:: HOW TO COMPLETE THIS TASK ::
Repeat the entries exactly. Leave nothing out.

*** Opening of DATA EXTRACT ***

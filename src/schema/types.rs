//! Schema node types

use crate::error::{Error, Result};
use indexmap::IndexMap;
use serde::{Deserialize, Serialize};
use serde_json::Value;

/// A single JSON type tag
#[derive(Debug, Clone, Copy, PartialEq, Eq, Hash, Serialize, Deserialize)]
#[serde(rename_all = "lowercase", try_from = "String")]
pub enum TypeTag {
    Object,
    Array,
    String,
    Number,
    Boolean,
    Null,
}

impl TypeTag {
    /// Classify a JSON value.
    ///
    /// Total over `serde_json::Value`: the parse boundary already guarantees
    /// there is no temporal or otherwise non-JSON kind to reject here.
    /// Unrepresentable tags are rejected where tags are parsed instead, see
    /// [`TypeTag::from_str`].
    pub fn classify(value: &Value) -> TypeTag {
        match value {
            Value::Null => TypeTag::Null,
            Value::Bool(_) => TypeTag::Boolean,
            Value::Number(_) => TypeTag::Number,
            Value::String(_) => TypeTag::String,
            Value::Array(_) => TypeTag::Array,
            Value::Object(_) => TypeTag::Object,
        }
    }
}

impl std::fmt::Display for TypeTag {
    fn fmt(&self, f: &mut std::fmt::Formatter<'_>) -> std::fmt::Result {
        match self {
            TypeTag::Object => write!(f, "object"),
            TypeTag::Array => write!(f, "array"),
            TypeTag::String => write!(f, "string"),
            TypeTag::Number => write!(f, "number"),
            TypeTag::Boolean => write!(f, "boolean"),
            TypeTag::Null => write!(f, "null"),
        }
    }
}

impl std::str::FromStr for TypeTag {
    type Err = Error;

    fn from_str(s: &str) -> Result<Self> {
        match s {
            "object" => Ok(TypeTag::Object),
            "array" => Ok(TypeTag::Array),
            "string" => Ok(TypeTag::String),
            "number" => Ok(TypeTag::Number),
            "boolean" => Ok(TypeTag::Boolean),
            "null" => Ok(TypeTag::Null),
            "date" | "date-time" | "datetime" | "time" => Err(Error::unsupported_type(format!(
                "temporal type tag '{s}' is not modeled"
            ))),
            other => Err(Error::unsupported_type(format!(
                "unknown type tag '{other}'"
            ))),
        }
    }
}

impl TryFrom<String> for TypeTag {
    type Error = Error;

    fn try_from(value: String) -> Result<Self> {
        value.parse()
    }
}

/// The type designation of a schema node: a single tag, or the ordered set
/// of tags observed at the same position across merged inputs
#[derive(Debug, Clone, PartialEq, Serialize)]
#[serde(untagged)]
pub enum TypeSet {
    Single(TypeTag),
    Multiple(Vec<TypeTag>),
}

// Hand-written so tag errors (notably temporal tags) keep their message;
// a derived untagged enum would collapse them into "did not match any
// variant".
impl<'de> Deserialize<'de> for TypeSet {
    fn deserialize<D>(deserializer: D) -> std::result::Result<Self, D::Error>
    where
        D: serde::Deserializer<'de>,
    {
        #[derive(Deserialize)]
        #[serde(untagged)]
        enum Raw {
            Single(String),
            Multiple(Vec<String>),
        }

        match Raw::deserialize(deserializer)? {
            Raw::Single(tag) => tag
                .parse()
                .map(TypeSet::Single)
                .map_err(serde::de::Error::custom),
            Raw::Multiple(tags) => tags
                .into_iter()
                .map(|tag| tag.parse())
                .collect::<Result<Vec<_>>>()
                .map(TypeSet::Multiple)
                .map_err(serde::de::Error::custom),
        }
    }
}

impl TypeSet {
    /// Create a single-tag designation
    pub fn single(tag: TypeTag) -> Self {
        TypeSet::Single(tag)
    }

    /// Check whether this designation is exactly the given single tag
    pub fn is(&self, tag: TypeTag) -> bool {
        matches!(self, TypeSet::Single(t) if *t == tag)
    }

    /// Check whether the given tag was observed
    pub fn contains(&self, tag: TypeTag) -> bool {
        match self {
            TypeSet::Single(t) => *t == tag,
            TypeSet::Multiple(tags) => tags.contains(&tag),
        }
    }

    /// Unify two type designations into one representing "observed as either".
    ///
    /// Two equal single tags stay a single tag; two different single tags
    /// become a two-element set; otherwise the result is the union of both
    /// sides, preserving first-seen order and uniqueness.
    pub fn unify(&self, other: &TypeSet) -> Result<TypeSet> {
        match (self, other) {
            (TypeSet::Single(a), TypeSet::Single(b)) if a == b => Ok(TypeSet::Single(*a)),
            (TypeSet::Single(a), TypeSet::Single(b)) => Ok(TypeSet::Multiple(vec![*a, *b])),
            _ => {
                let mut merged = self.as_tags()?.to_vec();
                for tag in other.as_tags()? {
                    if !merged.contains(tag) {
                        merged.push(*tag);
                    }
                }
                Ok(TypeSet::Multiple(merged))
            }
        }
    }

    /// View the designation as a tag slice.
    ///
    /// An empty set is not a valid designation and cannot be unified.
    fn as_tags(&self) -> Result<&[TypeTag]> {
        match self {
            TypeSet::Single(tag) => Ok(std::slice::from_ref(tag)),
            TypeSet::Multiple(tags) if tags.is_empty() => {
                Err(Error::unsupported_unification("empty type set"))
            }
            TypeSet::Multiple(tags) => Ok(tags),
        }
    }
}

impl From<TypeTag> for TypeSet {
    fn from(tag: TypeTag) -> Self {
        TypeSet::Single(tag)
    }
}

/// One node of an inferred or merged schema tree.
///
/// Wire shape: `type` is a string or an array of strings, `required` is a
/// boolean (absent on array item nodes), `properties` is present on
/// object-typed nodes and `items` on array-typed nodes.
#[derive(Debug, Clone, PartialEq, Serialize, Deserialize)]
pub struct SchemaNode {
    /// Observed type(s) at this position
    #[serde(rename = "type")]
    pub ty: TypeSet,

    /// Whether the position was present in every merged input.
    /// Absent on array item nodes, which have no name to be present under.
    #[serde(default, skip_serializing_if = "Option::is_none")]
    pub required: Option<bool>,

    /// Nested property schemas, keyed by property name, in first-seen order
    #[serde(default, skip_serializing_if = "Option::is_none")]
    pub properties: Option<IndexMap<String, SchemaNode>>,

    /// Merged schema of all observed array elements
    #[serde(default, skip_serializing_if = "Option::is_none")]
    pub items: Option<Box<SchemaNode>>,
}

impl SchemaNode {
    /// Create a leaf node (primitive or null)
    pub fn leaf(tag: TypeTag, required: bool) -> Self {
        Self {
            ty: TypeSet::single(tag),
            required: Some(required),
            properties: None,
            items: None,
        }
    }

    /// Create an object node with the given property schemas
    pub fn object(properties: IndexMap<String, SchemaNode>, required: bool) -> Self {
        Self {
            ty: TypeSet::single(TypeTag::Object),
            required: Some(required),
            properties: Some(properties),
            items: None,
        }
    }

    /// Create an array node with the given (already merged) item schema
    pub fn array(items: Option<SchemaNode>, required: bool) -> Self {
        Self {
            ty: TypeSet::single(TypeTag::Array),
            required: Some(required),
            properties: None,
            items: items.map(Box::new),
        }
    }

    /// Get a property schema by name
    pub fn get_property(&self, name: &str) -> Option<&SchemaNode> {
        self.properties.as_ref()?.get(name)
    }

    /// Check whether a property exists and is required
    pub fn is_required(&self, name: &str) -> bool {
        self.get_property(name)
            .and_then(|p| p.required)
            .unwrap_or(false)
    }

    /// Convert to a JSON value
    pub fn to_json(&self) -> Value {
        serde_json::to_value(self).unwrap_or_default()
    }

    /// Convert to a pretty JSON string
    pub fn to_json_pretty(&self) -> String {
        serde_json::to_string_pretty(self).unwrap_or_default()
    }
}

*** Close of DATA EXTRACT ***

:: RESPONSE AREA ::
filename src/schema/types.rs
//! Schema node types

use crate::error::{Error, Result};
use indexmap::IndexMap;
use serde::{Deserialize, Serialize};
use serde_json::Value;

/// A single JSON type tag
#[derive(Debug, Clone, Copy, PartialEq, Eq, Hash, Serialize, Deserialize)]
#[serde(rename_all = "lowercase", try_from = "String")]
pub enum TypeTag {
    Object,
    Array,
    String,
    Number,
    Boolean,
    Null,
}

impl TypeTag {
    /// Classify a JSON value.
    ///
    /// Total over `serde_json::Value`: the parse boundary already guarantees
    /// there is no temporal or otherwise non-JSON kind to reject here.
    /// Unrepresentable tags are rejected where tags are parsed instead, see
    /// [`TypeTag::from_str`].
    pub fn classify(value: &Value) -> TypeTag {
        match value {
            Value::Null => TypeTag::Null,
            Value::Bool(_) => TypeTag::Boolean,
            Value::Number(_) => TypeTag::Number,
            Value::String(_) => TypeTag::String,
            Value::Array(_) => TypeTag::Array,
            Value::Object(_) => TypeTag::Object,
        }
    }
}

impl std::fmt::Display for TypeTag {
    fn fmt(&self, f: &mut std::fmt::Formatter<'_>) -> std::fmt::Result {
        match self {
            TypeTag::Object => write!(f, "object"),
            TypeTag::Array => write!(f, "array"),
            TypeTag::String => write!(f, "string"),
            TypeTag::Number => write!(f, "number"),
            TypeTag::Boolean => write!(f, "boolean"),
            TypeTag::Null => write!(f, "null"),
        }
    }
}

impl std::str::FromStr for TypeTag {
    type Err = Error;

    fn from_str(s: &str) -> Result<Self> {
        match s {
            "object" => Ok(TypeTag::Object),
            "array" => Ok(TypeTag::Array),
            "string" => Ok(TypeTag::String),
            "number" => Ok(TypeTag::Number),
            "boolean" => Ok(TypeTag::Boolean),
            "null" => Ok(TypeTag::Null),
            "date" | "date-time" | "datetime" | "time" => Err(Error::unsupported_type(format!(
                "temporal type tag '{s}' is not modeled"
            ))),
            other => Err(Error::unsupported_type(format!(
                "unknown type tag '{other}'"
            ))),
        }
    }
}

impl TryFrom<String> for TypeTag {
    type Error = Error;

    fn try_from(value: String) -> Result<Self> {
        value.parse()
    }
}

/// The type designation of a schema node: a single tag, or the ordered set
/// of tags observed at the same position across merged inputs
#[derive(Debug, Clone, PartialEq, Serialize)]
#[serde(untagged)]
pub enum TypeSet {
    Single(TypeTag),
    Multiple(Vec<TypeTag>),
}

// Hand-written so tag errors (notably temporal tags) keep their message;
// a derived untagged enum would collapse them into "did not match any
// variant".
impl<'de> Deserialize<'de> for TypeSet {
    fn deserialize<D>(deserializer: D) -> std::result::Result<Self, D::Error>
    where
        D: serde::Deserializer<'de>,
    {
        #[derive(Deserialize)]
        #[serde(untagged)]
        enum Raw {
            Single(String),
            Multiple(Vec<String>),
        }

        match Raw::deserialize(deserializer)? {
            Raw::Single(tag) => tag
                .parse()
                .map(TypeSet::Single)
                .map_err(serde::de::Error::custom),
            Raw::Multiple(tags) => tags
                .into_iter()
                .map(|tag| tag.parse())
                .collect::<Result<Vec<_>>>()
                .map(TypeSet::Multiple)
                .map_err(serde::de::Error::custom),
        }
    }
}

impl TypeSet {
    /// Create a single-tag designation
    pub fn single(tag: TypeTag) -> Self {
        TypeSet::Single(tag)
    }

    /// Check whether this designation is exactly the given single tag
    pub fn is(&self, tag: TypeTag) -> bool {
        matches!(self, TypeSet::Single(t) if *t == tag)
    }

    /// Check whether the given tag was observed
    pub fn contains(&self, tag: TypeTag) -> bool {
        match self {
            TypeSet::Single(t) => *t == tag,
            TypeSet::Multiple(tags) => tags.contains(&tag),
        }
    }

    /// Unify two type designations into one representing "observed as either".
    ///
    /// Two equal single tags stay a single tag; two different single tags
    /// become a two-element set; otherwise the result is the union of both
    /// sides, preserving first-seen order and uniqueness.
    pub fn unify(&self, other: &TypeSet) -> Result<TypeSet> {
        match (self, other) {
            (TypeSet::Single(a), TypeSet::Single(b)) if a == b => Ok(TypeSet::Single(*a)),
            (TypeSet::Single(a), TypeSet::Single(b)) => Ok(TypeSet::Multiple(vec![*a, *b])),
            _ => {
                let mut merged = self.as_tags()?.to_vec();
                for tag in other.as_tags()? {
                    if !merged.contains(tag) {
                        merged.push(*tag);
                    }
                }
                Ok(TypeSet::Multiple(merged))
            }
        }
    }

    /// View the designation as a tag slice.
    ///
    /// An empty set is not a valid designation and cannot be unified.
    fn as_tags(&self) -> Result<&[TypeTag]> {
        match self {
            TypeSet::Single(tag) => Ok(std::slice::from_ref(tag)),
            TypeSet::Multiple(tags) if tags.is_empty() => {
                Err(Error::unsupported_unification("empty type set"))
            }
            TypeSet::Multiple(tags) => Ok(tags),
        }
    }
}

impl From<TypeTag> for TypeSet {
    fn from(tag: TypeTag) -> Self {
        TypeSet::Single(tag)
    }
}

/// One node of an inferred or merged schema tree.
///
/// Wire shape: `type` is a string or an array of strings, `required` is a
/// boolean (absent on array item nodes), `properties` is present on
/// object-typed nodes and `items` on array-typed nodes.
#[derive(Debug, Clone, PartialEq, Serialize, Deserialize)]
pub struct SchemaNode {
    /// Observed type(s) at this position
    #[serde(rename = "type")]
    pub ty: TypeSet,

    /// Whether the position was present in every merged input.
    /// Absent on array item nodes, which have no name to be present under.
    #[serde(default, skip_serializing_if = "Option::is_none")]
    pub required: Option<bool>,

    /// Nested property schemas, keyed by property name, in first-seen order
    #[serde(default, skip_serializing_if = "Option::is_none")]
    pub properties: Option<IndexMap<String, SchemaNode>>,

    /// Merged schema of all observed array elements
    #[serde(default, skip_serializing_if = "Option::is_none")]
    pub items: Option<Box<SchemaNode>>,
}

impl SchemaNode {
    /// Create a leaf node (primitive or null)
    pub fn leaf(tag: TypeTag, required: bool) -> Self {
        Self {
            ty: TypeSet::single(tag),
            required: Some(required),
            properties: None,
            items: None,
        }
    }

    /// Create an object node with the given property schemas
    pub fn object(properties: IndexMap<String, SchemaNode>, required: bool) -> Self {
        Self {
            ty: TypeSet::single(TypeTag::Object),
            required: Some(required),
            properties: Some(properties),
            items: None,
        }
    }

    /// Create an array node with the given (already merged) item schema
    pub fn array(items: Option<SchemaNode>, required: bool) -> Self {
        Self {
            ty: TypeSet::single(TypeTag::Array),
            required: Some(required),
            properties: None,
            items: items.map(Box::new),
        }
    }

    /// Get a property schema by name
    pub fn get_property(&self, name: &str) -> Option<&SchemaNode> {
        self.properties.as_ref()?.get(name)
    }

    /// Check whether a property exists and is required
    pub fn is_required(&self, name: &str) -> bool {
        self.get_property(name)
            .and_then(|p| p.required)
            .unwrap_or(false)
    }

    /// Convert to a JSON value
    pub fn to_json(&self) -> Value {
        serde_json::to_value(self).unwrap_or_default()
    }

    /// Convert to a pretty JSON string
    pub fn to_json_pretty(&self) -> String {
        serde_json::to_string_pretty(self).unwrap_or_default()
    }
}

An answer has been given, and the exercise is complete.